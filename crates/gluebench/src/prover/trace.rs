//! Serializable record of everything a search did

use serde::{Deserialize, Serialize};

/// One step of a search, rendered to strings so the log stays independent
/// of the meaning language.
#[derive(Debug, Clone, PartialEq, Serialize, Deserialize)]
#[serde(tag = "type", rename_all = "snake_case")]
pub enum SearchEvent {
    /// A sequent premise passed through the formula compiler
    Compiled { premise: String },
    /// The compiler extracted a hypothesis from nested structure
    AssumptionExtracted { tag: String, premise: String },
    /// An elimination step derived a new premise
    Combined {
        functor: String,
        argument: String,
        result: String,
    },
    /// A binding conflict was skipped rather than aborting the search
    BindingSkipped {
        functor: String,
        argument: String,
        conflict: String,
    },
    /// A derived premise covered the goal
    Solution { premise: String },
}
//! The formula compiler
//!
//! Nested implications cannot be eliminated directly: a functor whose
//! antecedent is itself an implication has nothing atomic to match against.
//! Following Hepple's compilation, such a formula is split into a fresh
//! hypothesis (the inner antecedent, pushed onto the agenda as an open
//! assumption) and a flattened dependency formula that must discharge that
//! hypothesis before its result counts. Non-nested formulas pass through
//! with their glue untouched; only the paired meaning is uncurried to match
//! the flattened structure.

use std::collections::HashMap;

use log::debug;

use crate::linear::{AssumptionId, Premise, ResourceState, Sequent, Term};
use crate::prover::SearchEvent;
use crate::semantics::{meaning_sort, Meaning, VarNamer};

/// Session state the compiler threads through: fresh premise indices come
/// from the sequent, fresh assumption tags and variable names from the
/// session counters.
pub(crate) struct CompileContext<'a, M: Meaning> {
    pub sequent: &'a mut Sequent<M>,
    pub namer: &'a mut VarNamer,
    pub next_tag: &'a mut u32,
    pub assumption_vars: &'a mut HashMap<AssumptionId, M::Var>,
    pub agenda: &'a mut Vec<Premise<M>>,
    pub events: &'a mut Vec<SearchEvent>,
}

impl<'a, M: Meaning> CompileContext<'a, M> {
    fn fresh_tag(&mut self) -> AssumptionId {
        let tag = AssumptionId(*self.next_tag);
        *self.next_tag += 1;
        tag
    }
}

/// Compile one sequent premise into elimination-ready form, pushing any
/// extracted assumption premises onto the agenda.
pub(crate) fn compile_premise<M: Meaning>(
    ctx: &mut CompileContext<'_, M>,
    premise: Premise<M>,
) -> Premise<M> {
    let Premise {
        premise_ids,
        glue,
        meaning,
        ..
    } = premise;

    let nested = glue
        .as_formula()
        .map(|f| f.lhs.is_formula())
        .unwrap_or(false);
    let (glue, meaning) = if nested {
        compile_nested(ctx, glue, meaning)
    } else if glue.is_formula() {
        let meaning = meaning.map(|m| uncurry(ctx.namer, &glue, m));
        (glue, meaning)
    } else {
        (glue, meaning)
    };

    let compiled = Premise::with_ids(premise_ids, glue, meaning);
    debug!("compiled premise: {}", compiled);
    ctx.events.push(SearchEvent::Compiled {
        premise: compiled.to_string(),
    });
    compiled
}

/// Split a functor-of-functor. The extracted assumption gets a fresh
/// premise index, a fresh tag, and a fresh meaning variable; the dependency
/// records the tag as a discharge obligation. Tags are inserted after the
/// recursive call, so innermost obligations come first in iteration order.
fn compile_nested<M: Meaning>(
    ctx: &mut CompileContext<'_, M>,
    term: Term,
    meaning: Option<M>,
) -> (Term, Option<M>) {
    // atomic antecedents terminate the recursion
    let (inner, rhs) = match term.as_formula() {
        Some(f) => match f.lhs.as_formula() {
            Some(inner) => (inner.clone(), f.rhs.clone()),
            None => return (term, meaning),
        },
        None => return (term, meaning),
    };

    let tag = ctx.fresh_tag();
    // a hypothesis that is itself a functor-of-functor gets split too,
    // so the open assumption on the agenda is always elimination-ready
    let hypothesis = inner.lhs;
    let (mut hypothesis, _) = if hypothesis
        .as_formula()
        .map(|f| f.lhs.is_formula())
        .unwrap_or(false)
    {
        compile_nested(ctx, hypothesis, None)
    } else {
        (hypothesis, None)
    };
    hypothesis.state = ResourceState::OpenAssumption;
    hypothesis.assumptions.insert(tag);

    let var = M::fresh_var(ctx.namer, &meaning_sort(&hypothesis));
    ctx.assumption_vars.insert(tag, var.clone());

    let id = ctx.sequent.fresh_id();
    let assumption = Premise::new(id, hypothesis, Some(M::var_expr(&var)));
    debug!("extracted assumption {}: {}", tag, assumption);
    ctx.events.push(SearchEvent::AssumptionExtracted {
        tag: tag.to_string(),
        premise: assumption.to_string(),
    });
    ctx.agenda.push(assumption);

    let dependency = Term::implication(inner.rhs, rhs);
    let (mut dependency, meaning) = if dependency
        .as_formula()
        .map(|f| f.lhs.is_formula())
        .unwrap_or(false)
    {
        compile_nested(ctx, dependency, meaning)
    } else {
        (dependency, meaning)
    };
    dependency.discharges.insert(tag);
    (dependency, meaning)
}

/// Rebuild a meaning to expect one argument per implication on the glue
/// side: mint a variable per antecedent, apply, and re-abstract outside in.
fn uncurry<M: Meaning>(namer: &mut VarNamer, glue: &Term, meaning: M) -> M {
    match glue.as_formula() {
        Some(f) => {
            let var = M::fresh_var(namer, &meaning_sort(&f.lhs));
            let applied = meaning.apply(&M::var_expr(&var));
            let body = uncurry(namer, &f.rhs, applied);
            M::abstract_over(&var, &body)
        }
        None => meaning,
    }
}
-------
[Exercise] Exact transcription of the listing is needed, with no line left out.

[Output below]
filename crates/gluebench/src/prover/trace.rs
//! Serializable record of everything a search did

use serde::{Deserialize, Serialize};

/// One step of a search, rendered to strings so the log stays independent
/// of the meaning language.
#[derive(Debug, Clone, PartialEq, Serialize, Deserialize)]
#[serde(tag = "type", rename_all = "snake_case")]
pub enum SearchEvent {
    /// A sequent premise passed through the formula compiler
    Compiled { premise: String },
    /// The compiler extracted a hypothesis from nested structure
    AssumptionExtracted { tag: String, premise: String },
    /// An elimination step derived a new premise
    Combined {
        functor: String,
        argument: String,
        result: String,
    },
    /// A binding conflict was skipped rather than aborting the search
    BindingSkipped {
        functor: String,
        argument: String,
        conflict: String,
    },
    /// A derived premise covered the goal
    Solution { premise: String },
}
//! The formula compiler
//!
//! Nested implications cannot be eliminated directly: a functor whose
//! antecedent is itself an implication has nothing atomic to match against.
//! Following Hepple's compilation, such a formula is split into a fresh
//! hypothesis (the inner antecedent, pushed onto the agenda as an open
//! assumption) and a flattened dependency formula that must discharge that
//! hypothesis before its result counts. Non-nested formulas pass through
//! with their glue untouched; only the paired meaning is uncurried to match
//! the flattened structure.

use std::collections::HashMap;

use log::debug;

use crate::linear::{AssumptionId, Premise, ResourceState, Sequent, Term};
use crate::prover::SearchEvent;
use crate::semantics::{meaning_sort, Meaning, VarNamer};

/// Session state the compiler threads through: fresh premise indices come
/// from the sequent, fresh assumption tags and variable names from the
/// session counters.
pub(crate) struct CompileContext<'a, M: Meaning> {
    pub sequent: &'a mut Sequent<M>,
    pub namer: &'a mut VarNamer,
    pub next_tag: &'a mut u32,
    pub assumption_vars: &'a mut HashMap<AssumptionId, M::Var>,
    pub agenda: &'a mut Vec<Premise<M>>,
    pub events: &'a mut Vec<SearchEvent>,
}

impl<'a, M: Meaning> CompileContext<'a, M> {
    fn fresh_tag(&mut self) -> AssumptionId {
        let tag = AssumptionId(*self.next_tag);
        *self.next_tag += 1;
        tag
    }
}

/// Compile one sequent premise into elimination-ready form, pushing any
/// extracted assumption premises onto the agenda.
pub(crate) fn compile_premise<M: Meaning>(
    ctx: &mut CompileContext<'_, M>,
    premise: Premise<M>,
) -> Premise<M> {
    let Premise {
        premise_ids,
        glue,
        meaning,
        ..
    } = premise;

    let nested = glue
        .as_formula()
        .map(|f| f.lhs.is_formula())
        .unwrap_or(false);
    let (glue, meaning) = if nested {
        compile_nested(ctx, glue, meaning)
    } else if glue.is_formula() {
        let meaning = meaning.map(|m| uncurry(ctx.namer, &glue, m));
        (glue, meaning)
    } else {
        (glue, meaning)
    };

    let compiled = Premise::with_ids(premise_ids, glue, meaning);
    debug!("compiled premise: {}", compiled);
    ctx.events.push(SearchEvent::Compiled {
        premise: compiled.to_string(),
    });
    compiled
}

/// Split a functor-of-functor. The extracted assumption gets a fresh
/// premise index, a fresh tag, and a fresh meaning variable; the dependency
/// records the tag as a discharge obligation. Tags are inserted after the
/// recursive call, so innermost obligations come first in iteration order.
fn compile_nested<M: Meaning>(
    ctx: &mut CompileContext<'_, M>,
    term: Term,
    meaning: Option<M>,
) -> (Term, Option<M>) {
    // atomic antecedents terminate the recursion
    let (inner, rhs) = match term.as_formula() {
        Some(f) => match f.lhs.as_formula() {
            Some(inner) => (inner.clone(), f.rhs.clone()),
            None => return (term, meaning),
        },
        None => return (term, meaning),
    };

    let tag = ctx.fresh_tag();
    // a hypothesis that is itself a functor-of-functor gets split too,
    // so the open assumption on the agenda is always elimination-ready
    let hypothesis = inner.lhs;
    let (mut hypothesis, _) = if hypothesis
        .as_formula()
        .map(|f| f.lhs.is_formula())
        .unwrap_or(false)
    {
        compile_nested(ctx, hypothesis, None)
    } else {
        (hypothesis, None)
    };
    hypothesis.state = ResourceState::OpenAssumption;
    hypothesis.assumptions.insert(tag);

    let var = M::fresh_var(ctx.namer, &meaning_sort(&hypothesis));
    ctx.assumption_vars.insert(tag, var.clone());

    let id = ctx.sequent.fresh_id();
    let assumption = Premise::new(id, hypothesis, Some(M::var_expr(&var)));
    debug!("extracted assumption {}: {}", tag, assumption);
    ctx.events.push(SearchEvent::AssumptionExtracted {
        tag: tag.to_string(),
        premise: assumption.to_string(),
    });
    ctx.agenda.push(assumption);

    let dependency = Term::implication(inner.rhs, rhs);
    let (mut dependency, meaning) = if dependency
        .as_formula()
        .map(|f| f.lhs.is_formula())
        .unwrap_or(false)
    {
        compile_nested(ctx, dependency, meaning)
    } else {
        (dependency, meaning)
    };
    dependency.discharges.insert(tag);
    (dependency, meaning)
}

/// Rebuild a meaning to expect one argument per implication on the glue
/// side: mint a variable per antecedent, apply, and re-abstract outside in.
fn uncurry<M: Meaning>(namer: &mut VarNamer, glue: &Term, meaning: M) -> M {
    match glue.as_formula() {
        Some(f) => {
            let var = M::fresh_var(namer, &meaning_sort(&f.lhs));
            let applied = meaning.apply(&M::var_expr(&var));
            let body = uncurry(namer, &f.rhs, applied);
            M::abstract_over(&var, &body)
        }
        None => meaning,
    }
}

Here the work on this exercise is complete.